After a sluggish start, SFT shares became a hit with high net-worth investors as metals prices rose, helping Canada become one of the world’s top destinations for exploration dollars. In 2006, Canada captured 19% of the record US$7.13 billion budgeted for mineral exploration worldwide, according to Halifax-based Metal Economics Group.

Flow-through financings in general also appear to be heading for a record, hitting $600 million by the end of October 2006. Since the tax credit was introduced, companies issuing flow-through shares for exploration have raised almost $1.9 billion and made hundreds of grassroots discoveries, according to the Prospectors and Developers Association of Canada.

For an investor in Ontario’s highest tax bracket, the after-tax cost of a common, non-registered $30,000 SFT investment is approximately $13,000. Using SFT shares, the investor gets a powerful tax shelter as well as the potential upside of a mineral discovery by the company. The tax deductions can be carried back three years or carried forward seven years.
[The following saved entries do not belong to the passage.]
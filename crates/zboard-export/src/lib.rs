//! Devicetree export for parsed SoC configurations.
//!
//! Maps a [`zboard_soc::Soc`] onto the fixed devicetree structure Zephyr's
//! board tooling expects and renders it to text. The mapping is two-phase:
//! the whole node tree is built first, then rendered, so a configuration
//! that fails its consistency checks produces no output at all.

mod exporter;

pub use exporter::export;
//! Parser for the SVD export of a LiteX SoC.
//!
//! The entry points are [`parse`] for in-memory text and [`parse_file`] for
//! a path on disk. Both produce a validated [`Soc`] model. Nothing about
//! the input is corrected silently: required elements must be present,
//! numeric fields must be decimal or `0x`-prefixed hex, and the only
//! fallback is the documented `"custom"` vendor default.

mod error;
mod tree;

pub use error::SvdError;
pub use tree::Element;

use std::path::Path;

use zboard_soc::{MemoryRegion, Peripheral, Soc};

/// Parse an SVD export into a SoC configuration.
pub fn parse(svd: &str) -> Result<Soc, SvdError> {
    let device = Element::parse(svd)?;
    if device.name != "device" {
        return Err(SvdError::MissingElement {
            element: "device",
            context: "document",
        });
    }

    let name = required_text(&device, "name", "device")?;
    let vendor = device
        .child_text("vendor")
        .or_else(|| device.child_text("vendorID"))
        .unwrap_or("custom");
    let name = match device.child_text("series") {
        Some(series) => format!("{series}_{name}"),
        None => name.to_string(),
    };
    log::debug!("parsing device {name} (vendor {vendor})");

    let mut soc = Soc::new(name, vendor);

    if let Some(peripherals) = device.child("peripherals") {
        for peripheral in peripherals.children_named("peripheral") {
            let name = required_text(peripheral, "name", "peripheral")?;
            let base_address = parse_u32(
                required_text(peripheral, "baseAddress", "peripheral")?,
                "baseAddress",
            )?;
            soc.add_peripheral(Peripheral {
                name: name.into(),
                base_address,
            });
        }
    }

    if let Some(extensions) = device.child("vendorExtensions") {
        for region in extensions
            .child("memoryRegions")
            .into_iter()
            .flat_map(|regions| regions.children_named("memoryRegion"))
        {
            let name = required_text(region, "name", "memoryRegion")?;
            let base_address = parse_u32(
                required_text(region, "baseAddress", "memoryRegion")?,
                "baseAddress",
            )?;
            let size = parse_u32(required_text(region, "size", "memoryRegion")?, "size")?;
            soc.add_memory_region(MemoryRegion {
                name: name.into(),
                base_address,
                size,
            })?;
        }

        // Constants and other vendor extension blocks are informational
        // only; they never influence the parsed model.
        for other in extensions
            .children
            .iter()
            .filter(|child| child.name != "memoryRegions")
        {
            log::debug!(
                "ignoring vendor extension <{}> with {} entries",
                other.name,
                other.children.len()
            );
        }
    }

    log::debug!(
        "parsed {} peripherals and {} usable memory regions",
        soc.peripherals().len(),
        soc.usable_memory_regions().len()
    );
    Ok(soc)
}

/// Parse an SVD export from a file.
pub fn parse_file(path: &Path) -> Result<Soc, SvdError> {
    if !path.exists() {
        return Err(SvdError::NotFound {
            path: path.to_path_buf(),
        });
    }
    log::info!("parsing SVD file {}", path.display());
    let svd = std::fs::read_to_string(path)?;
    parse(&svd)
}

/// Parse a descriptor integer: decimal or `0x`-prefixed hexadecimal.
pub fn parse_u32(literal: &str, field: &'static str) -> Result<u32, SvdError> {
    let trimmed = literal.trim();
    let parsed = match trimmed
        .strip_prefix("0x")
        .or_else(|| trimmed.strip_prefix("0X"))
    {
        Some(hex) => u32::from_str_radix(hex, 16),
        None => trimmed.parse(),
    };
    parsed.map_err(|_| SvdError::InvalidNumber {
        field,
        literal: trimmed.into(),
    })
}

fn required_text<'a>(
    element: &'a Element,
    child: &'static str,
    context: &'static str,
) -> Result<&'a str, SvdError> {
    element.child_text(child).ok_or(SvdError::MissingElement {
        element: child,
        context,
    })
}
//! Devicetree node tree and text writer.

/// A property of a devicetree node.
#[derive(Debug, Clone, PartialEq, Eq)]
pub struct Property {
    /// Property name.
    pub name: String,
    /// Property value; `None` renders the flag form `name;`.
    pub value: Option<String>,
}

/// A single devicetree node.
///
/// A node exclusively owns its properties and children; trees are built
/// once, rendered once, and never mutated after rendering.
#[derive(Debug, Clone, PartialEq, Eq)]
pub struct Node {
    /// Node name.
    pub name: String,
    /// Optional unit address, rendered as `@xxxxxxxx` after the name.
    pub unit_address: Option<u32>,
    /// Optional label, rendered as `label: ` before the name.
    pub label: Option<String>,
    properties: Vec<Property>,
    children: Vec<Node>,
}

impl Node {
    /// Create a node with no address, label, properties, or children.
    pub fn new(name: impl Into<String>) -> Self {
        Self {
            name: name.into(),
            unit_address: None,
            label: None,
            properties: Vec::new(),
            children: Vec::new(),
        }
    }

    /// Set the unit address.
    pub fn with_unit_address(mut self, unit_address: u32) -> Self {
        self.unit_address = Some(unit_address);
        self
    }

    /// Set the label.
    pub fn with_label(mut self, label: impl Into<String>) -> Self {
        self.label = Some(label.into());
        self
    }

    /// Append a `name = value;` property.
    pub fn add_property(&mut self, name: impl Into<String>, value: impl Into<String>) {
        self.properties.push(Property {
            name: name.into(),
            value: Some(value.into()),
        });
    }

    /// Append a valueless `name;` flag property.
    pub fn add_flag(&mut self, name: impl Into<String>) {
        self.properties.push(Property {
            name: name.into(),
            value: None,
        });
    }

    /// Append a child node and return a reference to it for nested building.
    pub fn add_child(&mut self, child: Node) -> &mut Node {
        self.children.push(child);
        self.children.last_mut().unwrap()
    }

    /// Properties in insertion order.
    pub fn properties(&self) -> &[Property] {
        &self.properties
    }

    /// Children in insertion order.
    pub fn children(&self) -> &[Node] {
        &self.children
    }

    /// Header line: `<label: >name<@xxxxxxxx> {`.
    fn header(&self) -> String {
        let mut header = String::new();
        if let Some(label) = &self.label {
            header.push_str(label);
            header.push_str(": ");
        }
        header.push_str(&self.name);
        if let Some(unit_address) = self.unit_address {
            header.push_str(&format!("@{unit_address:08x}"));
        }
        header.push_str(" {");
        header
    }

    /// Body lines at this node's own indentation level: property lines,
    /// then child blocks, with one blank line between the property block
    /// and the first child and between successive children.
    fn body_lines(&self) -> Vec<String> {
        let mut lines = Vec::new();
        for property in &self.properties {
            match &property.value {
                Some(value) => lines.push(format!("{} = {};", property.name, value)),
                None => lines.push(format!("{};", property.name)),
            }
        }
        for (index, child) in self.children.iter().enumerate() {
            if index > 0 || !self.properties.is_empty() {
                lines.push(String::new());
            }
            lines.extend(child.write_lines());
        }
        lines
    }

    /// Full rendering of this node: header, indented body, `};` footer.
    fn write_lines(&self) -> Vec<String> {
        let mut lines = vec![self.header()];
        lines.extend(self.body_lines().iter().map(|line| indent(line)));
        lines.push("};".into());
        lines
    }
}

/// Shift a line one tab stop deeper. Blank separator lines stay empty.
fn indent(line: &str) -> String {
    if line.is_empty() {
        String::new()
    } else {
        format!("\t{line}")
    }
}

/// Render a node tree to devicetree text.
///
/// The root is a synthetic container: it carries no header or footer of its
/// own, only its children are emitted.
pub fn render(root: &Node) -> String {
    root.body_lines().join("\n")
}

#[cfg(test)]
mod tests {
    use super::*;

    fn rendered(node: Node) -> String {
        let mut root = Node::new("/");
        root.add_child(node);
        render(&root)
    }

    #[test]
    fn bare_node() {
        assert_eq!(rendered(Node::new("chosen")), "chosen {\n};");
    }

    #[test]
    fn node_with_unit_address() {
        let node = Node::new("memory").with_unit_address(0x4000_0000);
        assert_eq!(rendered(node), "memory@40000000 {\n};");
    }

    #[test]
    fn unit_address_is_zero_padded_lowercase() {
        let node = Node::new("memory").with_unit_address(0xE000_100C);
        assert_eq!(rendered(node), "memory@e000100c {\n};");
    }

    #[test]
    fn node_with_label_and_unit_address() {
        let node = Node::new("memory")
            .with_label("main_ram")
            .with_unit_address(0x4000_0000);
        assert_eq!(rendered(node), "main_ram: memory@40000000 {\n};");
    }

    #[test]
    fn value_and_flag_properties() {
        let mut node = Node::new("soc");
        node.add_property("#address-cells", "<1>");
        node.add_flag("ranges");
        assert_eq!(
            rendered(node),
            "soc {\n\t#address-cells = <1>;\n\tranges;\n};"
        );
    }

    #[test]
    fn blank_line_between_properties_and_child() {
        let mut node = Node::new("soc");
        node.add_property("#address-cells", "<1>");
        let mut child = Node::new("memory").with_unit_address(0x4000_0000);
        child.add_property("device_type", "\"memory\"");
        node.add_child(child);

        let expected = "soc {\n\
                        \t#address-cells = <1>;\n\
                        \n\
                        \tmemory@40000000 {\n\
                        \t\tdevice_type = \"memory\";\n\
                        \t};\n\
                        };";
        assert_eq!(rendered(node), expected);
    }

    #[test]
    fn no_blank_line_without_properties() {
        let mut node = Node::new("soc");
        node.add_child(Node::new("memory"));
        assert_eq!(rendered(node), "soc {\n\tmemory {\n\t};\n};");
    }

    #[test]
    fn blank_line_between_successive_children_only() {
        let mut node = Node::new("soc");
        node.add_child(Node::new("first"));
        node.add_child(Node::new("second"));

        let expected = "soc {\n\
                        \tfirst {\n\
                        \t};\n\
                        \n\
                        \tsecond {\n\
                        \t};\n\
                        };";
        assert_eq!(rendered(node), expected);
    }

    #[test]
    fn indentation_deepens_per_level() {
        let mut grandchild = Node::new("inner");
        grandchild.add_property("reg", "<0>");
        let mut child = Node::new("middle");
        child.add_child(grandchild);
        let mut node = Node::new("outer");
        node.add_child(child);

        let expected = "outer {\n\
                        \tmiddle {\n\
                        \t\tinner {\n\
                        \t\t\treg = <0>;\n\
                        \t\t};\n\
                        \t};\n\
                        };";
        assert_eq!(rendered(node), expected);
    }

    #[test]
    fn root_children_separated_by_blank_line() {
        let mut root = Node::new("/");
        root.add_child(Node::new("soc"));
        root.add_child(Node::new("chosen"));
        assert_eq!(render(&root), "soc {\n};\n\nchosen {\n};");
    }

    #[test]
    fn empty_root_renders_nothing() {
        assert_eq!(render(&Node::new("/")), "");
    }

    #[test]
    fn nested_building_through_add_child() {
        let mut root = Node::new("/");
        let soc = root.add_child(Node::new("soc"));
        let regions = soc.add_child(Node::new("memory_regions"));
        regions.add_property("#address-cells", "<1>");

        let expected = "soc {\n\
                        \tmemory_regions {\n\
                        \t\t#address-cells = <1>;\n\
                        \t};\n\
                        };";
        assert_eq!(render(&root), expected);
    }
}
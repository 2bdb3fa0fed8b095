//! Error types for descriptor parsing.

use std::path::PathBuf;

use thiserror::Error;
use zboard_soc::SocError;

/// Errors that can occur while parsing an SVD export.
#[derive(Debug, Error)]
pub enum SvdError {
    /// Input file not found.
    #[error("SVD file not found: {}", path.display())]
    NotFound {
        /// The path that was not found.
        path: PathBuf,
    },

    /// I/O error reading the input.
    #[error("I/O error: {0}")]
    Io(#[from] std::io::Error),

    /// The text is not well-formed markup.
    #[error("malformed SVD markup: {0}")]
    Syntax(String),

    /// A required element is absent.
    #[error("missing required element <{element}> in <{context}>")]
    MissingElement {
        /// Name of the absent element.
        element: &'static str,
        /// Element it was expected inside.
        context: &'static str,
    },

    /// A numeric field does not hold a valid integer literal.
    #[error("invalid value '{literal}' for <{field}>: expected a decimal or 0x-prefixed integer")]
    InvalidNumber {
        /// Field the literal was read from.
        field: &'static str,
        /// The offending literal.
        literal: String,
    },

    /// The parsed regions violate the SoC memory-map rules.
    #[error(transparent)]
    Soc(#[from] SocError),
}
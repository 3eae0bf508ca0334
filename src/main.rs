//! litmus - Main Entry Point
//!
//! Command-line entry point for the smoke-test sequence. Runs the fixed
//! sequence once and exits 0 if every required step succeeded, 1 otherwise.

use clap::Parser;
use std::process;
use tracing_subscriber::EnvFilter;

use litmus::{engine, SmokeRunner};

#[derive(Parser)]
#[command(name = "litmus")]
#[command(about = "litmus - SQLite Engine Smoke Test")]
#[command(version = env!("CARGO_PKG_VERSION"))]
struct Cli {
    /// Print engine compile options and step-level diagnostics
    #[arg(short, long)]
    verbose: bool,
}

fn init_tracing(verbose: bool) {
    let filter = if verbose { "litmus=debug" } else { "litmus=warn" };
    tracing_subscriber::fmt()
        .with_env_filter(
            EnvFilter::try_from_default_env().unwrap_or_else(|_| EnvFilter::new(filter)),
        )
        .with_writer(std::io::stderr)
        .init();
}

fn main() {
    let cli = Cli::parse();
    init_tracing(cli.verbose);

    // Open the database
    let runner = match SmokeRunner::open() {
        Ok(runner) => runner,
        Err(e) => {
            eprintln!("{}", e);
            process::exit(1);
        }
    };

    if cli.verbose {
        match engine::compile_options(runner.connection()) {
            Ok(options) => {
                println!("Compile options:");
                for option in options {
                    println!("  {}", option);
                }
            }
            Err(e) => eprintln!("Error reading compile options: {}", e),
        }
    }

    // Run the remaining steps; the first failure ends the sequence
    if let Err(e) = runner.run() {
        eprintln!("{}", e);
        process::exit(1);
    }
}
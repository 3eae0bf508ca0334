//! litmus - SQLite Engine Smoke Test
//!
//! litmus exercises an embedded SQLite engine end to end: open an in-memory
//! database, create a table, load rows, read them back in order, probe the
//! optional FTS5 and JSON1 capabilities, and close. Required steps fail the
//! run on the first error; probes only report what the build provides.
//!
pub mod common;
pub mod engine;
pub mod probe;
pub mod report;
pub mod runner;

// Re-export common types for convenience
pub use common::{LitmusError, LitmusResult};

// Re-export the probe surface for convenience
pub use probe::{Availability, Capability, ProbeOutcome};

// Re-export the report types for convenience
pub use report::{RowRecord, SmokeReport};

// Re-export the runner for convenience
pub use runner::SmokeRunner;
//! The smoke-test sequence
//!
//! A fixed, ordered sequence of operations against a single in-memory
//! connection: open, create schema, load rows, query them back, probe the
//! optional capabilities, close. Required steps short-circuit on the first
//! failure; capability probes never do. Progress and results go to stdout
//! as the sequence executes, and a [`SmokeReport`] is returned for callers
//! that want values instead of output.

use rusqlite::Connection;
use tracing::debug;

use crate::common::error::{LitmusError, LitmusResult};
use crate::engine;
use crate::probe::{self, Capability, ProbeOutcome};
use crate::report::{RowRecord, SmokeReport};

/// The fixed test table. `IF NOT EXISTS` keeps repeated runs from failing.
const CREATE_TEST_TABLE: &str = "CREATE TABLE IF NOT EXISTS test (
    id INTEGER PRIMARY KEY,
    name TEXT NOT NULL,
    value REAL
)";

/// One multi-row insert; a single statement is atomic within the engine,
/// so no explicit transaction wrapping is needed.
const INSERT_TEST_ROWS: &str = "INSERT INTO test (name, value) VALUES
    ('Alice', 3.14),
    ('Bob', 2.71),
    ('Charlie', 1.41)";

/// Deterministic ordered read-back of the loaded rows.
const SELECT_TEST_ROWS: &str = "SELECT name, value FROM test ORDER BY name";

/// Runs the smoke-test sequence against one database connection.
///
/// The runner owns the connection for its whole lifetime: opened by
/// [`open`](Self::open), released exactly once by [`close`](Self::close) on
/// the normal path or by drop on early-error paths.
pub struct SmokeRunner {
    conn: Connection,
}

impl SmokeRunner {
    /// Opens the volatile in-memory database the sequence runs against.
    ///
    /// A failed open is fatal; the engine diagnostic is carried in the
    /// returned error.
    pub fn open() -> LitmusResult<Self> {
        let conn = Connection::open_in_memory().map_err(LitmusError::Open)?;
        debug!(version = engine::version(), "opened in-memory database");

        println!("Successfully opened SQLite database");
        println!("SQLite version: {}", engine::version());
        println!("Using {}", engine::BUILD_VARIANT);

        Ok(SmokeRunner { conn })
    }

    /// Wraps an already-open connection.
    ///
    /// The production path is [`open`](Self::open); this seam exists for
    /// callers that control open flags or pre-seed the database.
    pub fn with_connection(conn: Connection) -> Self {
        SmokeRunner { conn }
    }

    /// The connection under test.
    pub fn connection(&self) -> &Connection {
        &self.conn
    }

    /// Runs the remaining sequence to completion and closes the connection.
    pub fn run(self) -> LitmusResult<SmokeReport> {
        let engine_version = engine::version().to_string();

        self.create_schema()?;
        let rows_inserted = self.load_rows()?;
        let rows = self.verify_rows()?;
        let probes = self.probe_capabilities();
        self.close()?;

        Ok(SmokeReport {
            engine_version,
            build_variant: engine::BUILD_VARIANT,
            rows_inserted,
            rows,
            probes,
        })
    }

    /// Ensures the fixed `test` table exists.
    pub fn create_schema(&self) -> LitmusResult<()> {
        debug!("creating test table");
        self.conn
            .execute_batch(CREATE_TEST_TABLE)
            .map_err(LitmusError::Schema)?;
        println!("Created test table");
        Ok(())
    }

    /// Inserts the three literal rows in one statement.
    ///
    /// Returns the number of rows the engine reports inserted.
    pub fn load_rows(&self) -> LitmusResult<usize> {
        debug!("inserting test data");
        let inserted = self
            .conn
            .execute(INSERT_TEST_ROWS, [])
            .map_err(LitmusError::Load)?;
        println!("Inserted test data ({} rows)", inserted);
        Ok(inserted)
    }

    /// Reads the rows back in name order, printing one line per row.
    ///
    /// Mid-iteration errors are not folded into "no more rows": `Rows::next`
    /// distinguishes exhaustion from failure, and a failure here is fatal.
    /// The statement is released when it goes out of scope, on every path.
    pub fn verify_rows(&self) -> LitmusResult<Vec<RowRecord>> {
        let mut stmt = self
            .conn
            .prepare(SELECT_TEST_ROWS)
            .map_err(LitmusError::Query)?;
        let mut rows = stmt.query([]).map_err(LitmusError::Query)?;

        println!();
        println!("Query results:");

        let mut records = Vec::new();
        while let Some(row) = rows.next().map_err(LitmusError::Query)? {
            let name: String = row.get(0).map_err(LitmusError::Query)?;
            let value: f64 = row.get(1).map_err(LitmusError::Query)?;
            println!("  {}: {}", name, value);
            records.push(RowRecord { name, value });
        }
        debug!(rows = records.len(), "verification query exhausted");

        Ok(records)
    }

    /// Probes every known optional capability, reporting each outcome.
    ///
    /// Probe failures are findings, not errors; the sequence continues and
    /// the process exit status is unaffected.
    pub fn probe_capabilities(&self) -> Vec<ProbeOutcome> {
        println!();
        Capability::ALL
            .iter()
            .map(|&capability| {
                let outcome = probe::probe(&self.conn, capability);
                debug!(
                    capability = capability.name(),
                    available = outcome.is_available(),
                    "probed capability"
                );
                println!("{}", outcome.summary());
                outcome
            })
            .collect()
    }

    /// Releases the connection. This is the one explicit release call site;
    /// early-error paths release through drop instead. A failed close still
    /// frees the handle (the engine hands it back and it is dropped here).
    pub fn close(self) -> LitmusResult<()> {
        self.conn.close().map_err(|(_, e)| LitmusError::Close(e))?;
        println!();
        println!("Database closed successfully");
        Ok(())
    }
}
But the extraordinary success of the SFT program, combined with record metals prices, may have rendered the tax credit obsolete. Although it has been renewed several times over the years, the federal Conservatives are expected to allow the credit to expire at the end of March despite intense lobbying by the PDAC to keep it alive. The provincial governments, with the exception of Quebec, will probably follow the federal lead.

“We are not an industry in cri-sis anymore,” says Gerald Har-per of Toronto-based Gamah International Ltd. , a consultancy that tracks financings in the global mining sector. “We have more money than we can spend. We are reaching the point at which we cannot efficiently spend the financing we do have available, not only in Canada but around the world.”

And any flow-through money left unspent within a year of the company renouncing exploration expenses to shareholders is not only subject to a 10% fee, but must also be returned to the investor as income, Harper points out. As shortages of labour and equipment required to do the work become increasingly acute, the probability of money sitting in the bank increases. So, too, does the chance that companies will spend the money just to get rid of it.

Such a situation happened two decades ago, when a similar program, the mineral exploration depletion allowance, was introduced as a stimulant. The program became so popular with investors that juniors flush with cash began throwing money at uneconomical prospects. Spending on mineral exploration in Canada reached $1.3 billion before the government withdrew the tax incentive in 1998.

Today — although restrictions on how flow-through money is used have helped quell abuse of the program — similar demand for flow-through shares and their associated tax benefits may signal that the SFT tax credit has outlived its usefulness again.

“We raised $15 million in 2006, the most to date, and 2007 promises to be double that,” says David Mason, chairman and managing director of Augen Capital Corp. , a Toronto-based investment firm that offers flow-through share funds. “The investment tax credit is nice, but it’s only a small portion of the total rate of return.”

Augen has had a 66% average after-tax rate of return on its limited partnership funds issued since 1999. For the past three years, the return has been 98%. In 2006, the LP portfolio included juniors involved in exploration for gold (35%), uranium (25%), base metals (21%), oil and gas (15%) and other minerals (4%).